> [Problem to solve]: From the material below, pull each line containing the string "KeyRange".

> [Data excerpts]:

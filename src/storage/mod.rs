//! Storage collaborator interfaces consumed by the planner and executor.
//!
//! The engine never touches on-disk structures directly; it reads through the
//! [`Index`], [`Schema`], [`RecordStore`] and [`StatsStore`] traits. The
//! [`memory`] module provides transient implementations of all four.

/// Index metadata, keys and cursor traits.
pub mod index;

/// In-memory implementations of the collaborator traits.
pub mod memory;

/// Records, edge directions and record access.
pub mod record;

/// Type hierarchy and cluster lookups.
pub mod schema;

/// Historical index lookup statistics.
pub mod stats;

pub use index::{
    BoxIndexCursor, Index, IndexCursor, IndexDefinition, IndexField, IndexKey, IndexKind,
    MapKeyMode,
};
pub use memory::{MemoryDatabase, MemoryIndex};
pub use record::{Direction, Record, RecordStore};
pub use schema::{Schema, TypeInfo};
pub use stats::{IndexStatKey, QueryStats, StatsStore};
//! Index search descriptors and the key ranges they scan.

use std::fmt;
use std::sync::Arc;

use crate::error::{QuarryError, Result};
use crate::query::context::ExecutionContext;
use crate::query::expr::{CmpOp, Condition};
use crate::query::index::aware::is_range_condition;
use crate::query::value::Value;
use crate::storage::{Index, IndexKey, IndexStatKey};

/// One index scan bound pair.
///
/// An empty `from` (or `to`) leaves that end open; a shorter key bounds only the
/// leading fields.
#[derive(Clone, Debug, PartialEq)]
pub struct KeyRange {
    /// Lower bound.
    pub from: IndexKey,
    /// Lower bound is inclusive.
    pub from_inclusive: bool,
    /// Upper bound.
    pub to: IndexKey,
    /// Upper bound is inclusive.
    pub to_inclusive: bool,
}

impl KeyRange {
    /// Both ends evaluate to null: served by the null-key bucket.
    pub fn is_null_scan(&self) -> bool {
        self.from.is_null() && self.to.is_null()
    }

    /// A single key, both ends inclusive.
    pub fn is_point(&self) -> bool {
        self.from == self.to && self.from_inclusive && self.to_inclusive
    }
}

impl fmt::Display for KeyRange {
    fn fmt(&self, f: &mut fmt::Formatter<'_>) -> fmt::Result {
        write!(
            f,
            "{}{}, {}{}",
            if self.from_inclusive { "[" } else { "(" },
            self.from,
            self.to,
            if self.to_inclusive { "]" } else { ")" }
        )
    }
}

/// Bounds contributed by one key condition for one field.
#[derive(Clone, Debug)]
struct FieldBound {
    from: Option<Value>,
    from_inclusive: bool,
    to: Option<Value>,
    to_inclusive: bool,
}

impl FieldBound {
    fn point(value: Value) -> Self {
        Self {
            from: Some(value.clone()),
            from_inclusive: true,
            to: Some(value),
            to_inclusive: true,
        }
    }

    fn apply(&mut self, op: CmpOp, value: Value) {
        if op.is_lower_bound() {
            self.from = Some(value);
            self.from_inclusive = op.is_inclusive();
        } else if op.is_upper_bound() {
            self.to = Some(value);
            self.to_inclusive = op.is_inclusive();
        }
    }
}

fn field_bounds(condition: &Condition, ctx: &ExecutionContext) -> Result<Vec<FieldBound>> {
    match condition {
        Condition::Compare { op, right, .. } if op.is_range() => {
            let mut bound = FieldBound {
                from: None,
                from_inclusive: true,
                to: None,
                to_inclusive: true,
            };
            bound.apply(*op, right.eval_early(ctx)?);
            Ok(vec![bound])
        }
        Condition::Compare {
            op: CmpOp::Eq | CmpOp::Contains | CmpOp::ContainsKey | CmpOp::ContainsValue,
            right,
            ..
        }
        | Condition::ContainsText { right, .. } => Ok(vec![FieldBound::point(right.eval_early(ctx)?)]),
        Condition::In { right, .. } => Ok(right
            .eval_early(ctx)?
            .into_elements()
            .into_iter()
            .map(FieldBound::point)
            .collect()),
        Condition::Between { low, high, .. } => Ok(vec![FieldBound {
            from: Some(low.eval_early(ctx)?),
            from_inclusive: true,
            to: Some(high.eval_early(ctx)?),
            to_inclusive: true,
        }]),
        other => Err(QuarryError::UnsupportedCondition(format!(
            "cannot derive an index key from '{other}'"
        ))),
    }
}

/// Builds one key range from a choice of bound per field.
fn assemble(bounds: &[&FieldBound]) -> KeyRange {
    let mut from = Vec::with_capacity(bounds.len());
    let mut to = Vec::with_capacity(bounds.len());
    let mut from_open = false;
    let mut to_open = false;
    for bound in bounds {
        match (&bound.from, from_open) {
            (Some(value), false) => from.push(value.clone()),
            _ => from_open = true,
        }
        match (&bound.to, to_open) {
            (Some(value), false) => to.push(value.clone()),
            _ => to_open = true,
        }
    }
    let last = bounds.last();
    KeyRange {
        from_inclusive: last.map_or(true, |b| b.from.is_none() || b.from_inclusive),
        to_inclusive: last.map_or(true, |b| b.to.is_none() || b.to_inclusive),
        from: IndexKey::new(from),
        to: IndexKey::new(to),
    }
}

/// A planned lookup on one index.
///
/// `key_conditions` bind the index's leading fields in declaration order;
/// `additional_range` is the opposite bound on the last of them; `remaining`
/// must still be checked on every fetched record.
#[derive(Clone, Debug)]
pub struct IndexSearchDescriptor {
    index: Arc<dyn Index>,
    key_conditions: Vec<Condition>,
    additional_range: Option<Condition>,
    remaining: Condition,
}

impl IndexSearchDescriptor {
    /// Creates a descriptor.
    pub fn new(
        index: Arc<dyn Index>,
        key_conditions: Vec<Condition>,
        additional_range: Option<Condition>,
        remaining: Condition,
    ) -> Self {
        Self {
            index,
            key_conditions,
            additional_range,
            remaining,
        }
    }

    /// Unconditioned iteration over the whole index.
    pub fn flat(index: Arc<dyn Index>) -> Self {
        Self::new(index, Vec::new(), None, Condition::True)
    }

    /// Scanned index.
    pub fn index(&self) -> &Arc<dyn Index> {
        &self.index
    }

    /// Conditions bound to the index's leading fields.
    pub fn key_conditions(&self) -> &[Condition] {
        &self.key_conditions
    }

    /// Second bound on the last key field.
    pub fn additional_range(&self) -> Option<&Condition> {
        self.additional_range.as_ref()
    }

    /// Filter still applied to fetched records.
    pub fn remaining(&self) -> &Condition {
        &self.remaining
    }

    /// Replaces the remaining filter.
    pub fn with_remaining(mut self, remaining: Condition) -> Self {
        self.remaining = remaining;
        self
    }

    /// Number of index fields bound.
    pub fn field_count(&self) -> usize {
        self.key_conditions.len()
    }

    /// No key conditions: the whole index is iterated.
    pub fn is_flat(&self) -> bool {
        self.key_conditions.is_empty()
    }

    /// Statistics key describing the shape of this lookup.
    pub fn stat_key(&self) -> IndexStatKey {
        IndexStatKey::new(
            self.index.name(),
            self.key_conditions.len(),
            self.key_conditions.last().is_some_and(is_range_condition),
            self.additional_range.is_some(),
        )
    }

    /// Expected number of entries, `u64::MAX` when never observed.
    pub fn cost(&self, ctx: &ExecutionContext) -> u64 {
        ctx.database()
            .stats()
            .index_stat(&self.stat_key())
            .unwrap_or(u64::MAX)
    }

    /// The same record may be produced more than once.
    pub fn requires_distinct(&self) -> bool {
        self.index.definition().multi_value
            || self
                .key_conditions
                .iter()
                .any(|cond| matches!(cond, Condition::In { .. }))
    }

    /// Index order already satisfies an ORDER BY on `order_fields`.
    ///
    /// Leading fields bound by equality may be skipped by the ORDER BY.
    pub fn fully_sorted(&self, order_fields: &[&str]) -> bool {
        let definition = self.index.definition();
        if !definition.supports_ordered_iteration() || definition.multi_value || order_fields.is_empty()
        {
            return false;
        }
        let fields = definition.field_names();
        let equal_prefix = self
            .key_conditions
            .iter()
            .take_while(|cond| matches!(cond, Condition::Compare { op: CmpOp::Eq, .. }))
            .count();
        (0..=equal_prefix.min(fields.len())).any(|skip| fields[skip..].starts_with(order_fields))
    }

    /// Positional prefix test on key conditions; a descriptor is a prefix of itself.
    pub fn is_prefix_of(&self, other: &IndexSearchDescriptor) -> bool {
        self.key_conditions.len() <= other.key_conditions.len()
            && self
                .key_conditions
                .iter()
                .zip(&other.key_conditions)
                .all(|(a, b)| a == b)
    }

    /// Same key conditions (in any order) and the same additional range.
    pub fn is_same_condition(&self, other: &IndexSearchDescriptor) -> bool {
        self.key_conditions.len() == other.key_conditions.len()
            && self
                .key_conditions
                .iter()
                .all(|cond| other.key_conditions.contains(cond))
            && self.additional_range == other.additional_range
    }

    /// Key ranges to scan, one per combination of multi-valued operands,
    /// without duplicates. Empty for flat iteration.
    pub fn key_ranges(&self, ctx: &ExecutionContext) -> Result<Vec<KeyRange>> {
        if self.key_conditions.is_empty() {
            return Ok(Vec::new());
        }
        let mut per_field = Vec::with_capacity(self.key_conditions.len());
        for condition in &self.key_conditions {
            per_field.push(field_bounds(condition, ctx)?);
        }
        if let Some(Condition::Compare { op, right, .. }) = &self.additional_range {
            let value = right.eval_early(ctx)?;
            if let Some(last) = per_field.last_mut() {
                for bound in last.iter_mut() {
                    bound.apply(*op, value.clone());
                }
            }
        }
        let mut ranges: Vec<KeyRange> = Vec::new();
        let mut cursor = vec![0usize; per_field.len()];
        if per_field.iter().any(Vec::is_empty) {
            return Ok(ranges);
        }
        loop {
            let picked: Vec<&FieldBound> = cursor
                .iter()
                .zip(&per_field)
                .map(|(idx, bounds)| &bounds[*idx])
                .collect();
            let range = assemble(&picked);
            if !ranges.contains(&range) {
                ranges.push(range);
            }
            let mut level = per_field.len();
            loop {
                if level == 0 {
                    return Ok(ranges);
                }
                level -= 1;
                cursor[level] += 1;
                if cursor[level] < per_field[level].len() {
                    break;
                }
                cursor[level] = 0;
            }
        }
    }
}

impl fmt::Display for IndexSearchDescriptor {
    fn fmt(&self, f: &mut fmt::Formatter<'_>) -> fmt::Result {
        write!(f, "{}", self.index.name())?;
        if !self.key_conditions.is_empty() {
            f.write_str(" ON ")?;
            for (idx, cond) in self.key_conditions.iter().enumerate() {
                if idx > 0 {
                    f.write_str(" AND ")?;
                }
                write!(f, "{cond}")?;
            }
        }
        if let Some(range) = &self.additional_range {
            write!(f, " AND {range}")?;
        }
        Ok(())
    }
}

#[cfg(test)]
mod tests {
    use super::*;
    use crate::storage::{IndexDefinition, MemoryDatabase, MemoryIndex};

    fn ordered(fields: &[&str]) -> Arc<dyn Index> {
        Arc::new(MemoryIndex::new(IndexDefinition::ordered("idx", "T", fields)))
    }

    fn ctx() -> ExecutionContext {
        ExecutionContext::new(MemoryDatabase::new().database())
    }

    #[test]
    fn exclusive_and_inclusive_range_bounds() -> Result<()> {
        let ctx = ctx();
        let exclusive = IndexSearchDescriptor::new(
            ordered(&["x"]),
            vec![Condition::gt("x", 5)],
            Some(Condition::lt("x", 10)),
            Condition::True,
        );
        let ranges = exclusive.key_ranges(&ctx)?;
        assert_eq!(ranges.len(), 1);
        assert_eq!((&ranges[0].from, ranges[0].from_inclusive), (&IndexKey::single(5), false));
        assert_eq!((&ranges[0].to, ranges[0].to_inclusive), (&IndexKey::single(10), false));

        let inclusive = IndexSearchDescriptor::new(
            ordered(&["x"]),
            vec![Condition::ge("x", 5)],
            Some(Condition::le("x", 10)),
            Condition::True,
        );
        let range = &inclusive.key_ranges(&ctx)?[0];
        assert!(range.from_inclusive && range.to_inclusive);
        Ok(())
    }

    #[test]
    fn in_list_expands_and_deduplicates() -> Result<()> {
        let desc = IndexSearchDescriptor::new(
            ordered(&["x"]),
            vec![Condition::in_list("x", [1, 2, 3, 2])],
            None,
            Condition::True,
        );
        let ranges = desc.key_ranges(&ctx())?;
        assert_eq!(ranges.len(), 3);
        assert!(ranges.iter().all(KeyRange::is_point));
        assert!(desc.requires_distinct());
        Ok(())
    }

    #[test]
    fn composite_prefix_with_open_upper_end() -> Result<()> {
        let desc = IndexSearchDescriptor::new(
            ordered(&["a", "b"]),
            vec![Condition::eq("a", 1), Condition::gt("b", 2)],
            None,
            Condition::True,
        );
        let range = &desc.key_ranges(&ctx())?[0];
        assert_eq!(range.from, IndexKey::new([Value::Int(1), Value::Int(2)]));
        assert!(!range.from_inclusive);
        assert_eq!(range.to, IndexKey::single(1));
        assert!(range.to_inclusive);
        assert_eq!(desc.stat_key(), IndexStatKey::new("idx", 2, true, false));
        Ok(())
    }

    #[test]
    fn prefix_is_positional() {
        let index = ordered(&["a", "b"]);
        let short = IndexSearchDescriptor::new(
            Arc::clone(&index),
            vec![Condition::eq("a", 1)],
            None,
            Condition::True,
        );
        let long = IndexSearchDescriptor::new(
            Arc::clone(&index),
            vec![Condition::eq("a", 1), Condition::eq("b", 2)],
            None,
            Condition::True,
        );
        let swapped = IndexSearchDescriptor::new(
            index,
            vec![Condition::eq("b", 2), Condition::eq("a", 1)],
            None,
            Condition::True,
        );
        assert!(short.is_prefix_of(&long));
        assert!(short.is_prefix_of(&short));
        assert!(!short.is_prefix_of(&swapped));
        assert!(!long.is_prefix_of(&swapped));
        assert!(long.is_same_condition(&swapped));
    }

    #[test]
    fn sortedness_skips_equality_bound_fields() {
        let desc = IndexSearchDescriptor::new(
            ordered(&["a", "b"]),
            vec![Condition::eq("a", 1)],
            None,
            Condition::True,
        );
        assert!(desc.fully_sorted(&["b"]));
        assert!(desc.fully_sorted(&["a", "b"]));
        assert!(!desc.fully_sorted(&["c"]));
        assert!(IndexSearchDescriptor::flat(ordered(&["a"])).fully_sorted(&["a"]));
    }

    #[test]
    fn unknown_cost_is_maximal() {
        let desc = IndexSearchDescriptor::flat(ordered(&["a"]));
        assert_eq!(desc.cost(&ctx()), u64::MAX);
    }
}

> [Solution]:
pub struct KeyRange {
impl KeyRange {
impl fmt::Display for KeyRange {
fn assemble(bounds: &[&FieldBound]) -> KeyRange {
    KeyRange {
    pub fn key_ranges(&self, ctx: &ExecutionContext) -> Result<Vec<KeyRange>> {
        let mut ranges: Vec<KeyRange> = Vec::new();
        assert!(ranges.iter().all(KeyRange::is_point));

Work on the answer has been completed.